* _Goal of the exercise_: This task calls for copying every line in the data below that contains the word "chunks".

Start of Information given

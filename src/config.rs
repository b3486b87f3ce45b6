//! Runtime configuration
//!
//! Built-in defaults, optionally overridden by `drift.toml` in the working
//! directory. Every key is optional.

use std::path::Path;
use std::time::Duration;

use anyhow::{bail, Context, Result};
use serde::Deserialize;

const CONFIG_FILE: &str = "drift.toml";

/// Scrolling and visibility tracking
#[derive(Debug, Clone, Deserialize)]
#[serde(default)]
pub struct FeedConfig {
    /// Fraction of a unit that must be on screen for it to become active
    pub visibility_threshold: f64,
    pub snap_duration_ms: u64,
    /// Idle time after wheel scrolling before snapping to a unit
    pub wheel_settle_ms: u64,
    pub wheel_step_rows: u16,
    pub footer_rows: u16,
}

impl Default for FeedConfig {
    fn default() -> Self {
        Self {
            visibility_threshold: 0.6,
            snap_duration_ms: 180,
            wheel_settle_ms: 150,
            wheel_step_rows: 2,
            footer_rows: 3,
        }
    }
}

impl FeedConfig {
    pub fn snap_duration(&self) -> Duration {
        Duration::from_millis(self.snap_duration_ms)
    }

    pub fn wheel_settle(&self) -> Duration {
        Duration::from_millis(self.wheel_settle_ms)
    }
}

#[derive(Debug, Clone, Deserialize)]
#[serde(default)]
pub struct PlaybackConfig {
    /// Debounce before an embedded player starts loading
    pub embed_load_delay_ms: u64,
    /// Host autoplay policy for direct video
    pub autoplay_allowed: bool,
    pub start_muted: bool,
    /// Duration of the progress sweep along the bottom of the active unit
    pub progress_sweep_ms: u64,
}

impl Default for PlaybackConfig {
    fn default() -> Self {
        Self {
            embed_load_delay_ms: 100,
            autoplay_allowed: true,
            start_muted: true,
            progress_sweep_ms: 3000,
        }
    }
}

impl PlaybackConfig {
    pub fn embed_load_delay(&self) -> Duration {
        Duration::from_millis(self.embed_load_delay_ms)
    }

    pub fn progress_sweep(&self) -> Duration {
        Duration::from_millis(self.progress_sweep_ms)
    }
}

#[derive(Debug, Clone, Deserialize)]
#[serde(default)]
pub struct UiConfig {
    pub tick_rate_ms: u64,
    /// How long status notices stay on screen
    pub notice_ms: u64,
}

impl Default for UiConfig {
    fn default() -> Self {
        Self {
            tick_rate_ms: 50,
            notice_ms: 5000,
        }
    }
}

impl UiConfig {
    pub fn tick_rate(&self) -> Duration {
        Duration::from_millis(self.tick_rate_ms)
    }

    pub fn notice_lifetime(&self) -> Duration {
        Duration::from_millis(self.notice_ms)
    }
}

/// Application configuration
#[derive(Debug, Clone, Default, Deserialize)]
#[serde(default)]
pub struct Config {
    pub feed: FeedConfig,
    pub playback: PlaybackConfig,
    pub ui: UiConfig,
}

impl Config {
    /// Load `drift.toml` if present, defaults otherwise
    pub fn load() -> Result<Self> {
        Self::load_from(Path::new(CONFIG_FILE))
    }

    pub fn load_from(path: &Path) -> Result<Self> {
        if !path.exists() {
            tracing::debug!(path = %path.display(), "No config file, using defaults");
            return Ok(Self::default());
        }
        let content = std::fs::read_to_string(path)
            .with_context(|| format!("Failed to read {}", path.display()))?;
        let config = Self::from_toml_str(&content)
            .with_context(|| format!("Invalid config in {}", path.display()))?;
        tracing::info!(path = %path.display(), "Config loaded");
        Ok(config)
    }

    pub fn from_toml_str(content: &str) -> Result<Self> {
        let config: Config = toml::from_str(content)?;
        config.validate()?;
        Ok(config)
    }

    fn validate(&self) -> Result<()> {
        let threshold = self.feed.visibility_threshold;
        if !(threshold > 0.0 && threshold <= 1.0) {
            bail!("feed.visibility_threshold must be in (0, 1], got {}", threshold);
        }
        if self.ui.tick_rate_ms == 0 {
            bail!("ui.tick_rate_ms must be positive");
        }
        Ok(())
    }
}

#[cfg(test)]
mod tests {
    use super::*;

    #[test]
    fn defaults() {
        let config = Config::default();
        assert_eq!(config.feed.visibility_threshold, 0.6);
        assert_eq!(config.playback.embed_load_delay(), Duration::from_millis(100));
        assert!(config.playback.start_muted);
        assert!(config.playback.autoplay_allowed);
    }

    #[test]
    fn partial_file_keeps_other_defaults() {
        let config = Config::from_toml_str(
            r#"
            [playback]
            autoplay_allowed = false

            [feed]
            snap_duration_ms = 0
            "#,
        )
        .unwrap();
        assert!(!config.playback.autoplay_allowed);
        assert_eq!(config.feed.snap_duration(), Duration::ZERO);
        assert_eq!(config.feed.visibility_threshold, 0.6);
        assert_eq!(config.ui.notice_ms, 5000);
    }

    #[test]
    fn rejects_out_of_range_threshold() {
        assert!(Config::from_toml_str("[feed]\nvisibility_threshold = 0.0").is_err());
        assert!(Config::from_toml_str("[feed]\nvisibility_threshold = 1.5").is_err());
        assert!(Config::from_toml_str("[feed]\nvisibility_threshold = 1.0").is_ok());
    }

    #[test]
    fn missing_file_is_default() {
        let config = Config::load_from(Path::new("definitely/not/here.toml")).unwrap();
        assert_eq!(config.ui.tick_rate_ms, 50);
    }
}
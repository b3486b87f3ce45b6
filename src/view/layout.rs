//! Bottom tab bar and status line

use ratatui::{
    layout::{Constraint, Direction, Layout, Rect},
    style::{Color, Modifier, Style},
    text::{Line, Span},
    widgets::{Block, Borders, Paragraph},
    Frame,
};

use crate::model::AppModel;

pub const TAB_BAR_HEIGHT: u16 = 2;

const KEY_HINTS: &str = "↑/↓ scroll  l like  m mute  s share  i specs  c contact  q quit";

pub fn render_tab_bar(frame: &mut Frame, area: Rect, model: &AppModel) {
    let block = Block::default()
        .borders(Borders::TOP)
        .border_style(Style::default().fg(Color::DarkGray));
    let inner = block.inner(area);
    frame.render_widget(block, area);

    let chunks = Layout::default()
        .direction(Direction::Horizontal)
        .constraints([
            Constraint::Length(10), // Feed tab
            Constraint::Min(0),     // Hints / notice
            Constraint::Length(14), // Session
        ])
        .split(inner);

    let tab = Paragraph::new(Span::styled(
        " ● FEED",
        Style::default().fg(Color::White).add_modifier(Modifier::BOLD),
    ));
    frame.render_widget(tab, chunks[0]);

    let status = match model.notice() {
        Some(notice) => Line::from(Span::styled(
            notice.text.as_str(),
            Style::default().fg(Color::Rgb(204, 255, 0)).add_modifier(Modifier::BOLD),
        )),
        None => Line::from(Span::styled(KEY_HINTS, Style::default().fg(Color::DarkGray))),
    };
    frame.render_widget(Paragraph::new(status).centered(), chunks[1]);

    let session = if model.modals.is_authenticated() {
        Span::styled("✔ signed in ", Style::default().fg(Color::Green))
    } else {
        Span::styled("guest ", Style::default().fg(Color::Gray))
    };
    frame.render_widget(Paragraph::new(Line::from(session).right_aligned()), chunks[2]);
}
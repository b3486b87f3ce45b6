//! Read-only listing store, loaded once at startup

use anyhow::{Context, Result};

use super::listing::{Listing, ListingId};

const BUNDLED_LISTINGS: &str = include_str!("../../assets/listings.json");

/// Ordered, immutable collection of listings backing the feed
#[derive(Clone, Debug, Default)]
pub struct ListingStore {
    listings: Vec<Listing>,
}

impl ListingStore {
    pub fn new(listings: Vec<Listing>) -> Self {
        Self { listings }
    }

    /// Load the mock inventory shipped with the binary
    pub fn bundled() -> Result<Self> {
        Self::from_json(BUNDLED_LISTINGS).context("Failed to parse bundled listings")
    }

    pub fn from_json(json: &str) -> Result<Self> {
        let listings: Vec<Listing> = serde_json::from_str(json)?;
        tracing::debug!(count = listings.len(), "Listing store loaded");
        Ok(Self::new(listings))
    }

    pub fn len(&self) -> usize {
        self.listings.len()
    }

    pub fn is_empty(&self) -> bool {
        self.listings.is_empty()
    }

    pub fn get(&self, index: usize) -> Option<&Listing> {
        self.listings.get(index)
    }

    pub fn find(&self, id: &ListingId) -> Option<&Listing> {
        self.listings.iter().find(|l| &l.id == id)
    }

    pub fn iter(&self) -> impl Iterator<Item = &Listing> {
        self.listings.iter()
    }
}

End of Information given

* _Response for this exercise_:
    let chunks = Layout::default()
    frame.render_widget(tab, chunks[0]);
    frame.render_widget(Paragraph::new(status).centered(), chunks[1]);
    frame.render_widget(Paragraph::new(Line::from(session).right_aligned()), chunks[2]);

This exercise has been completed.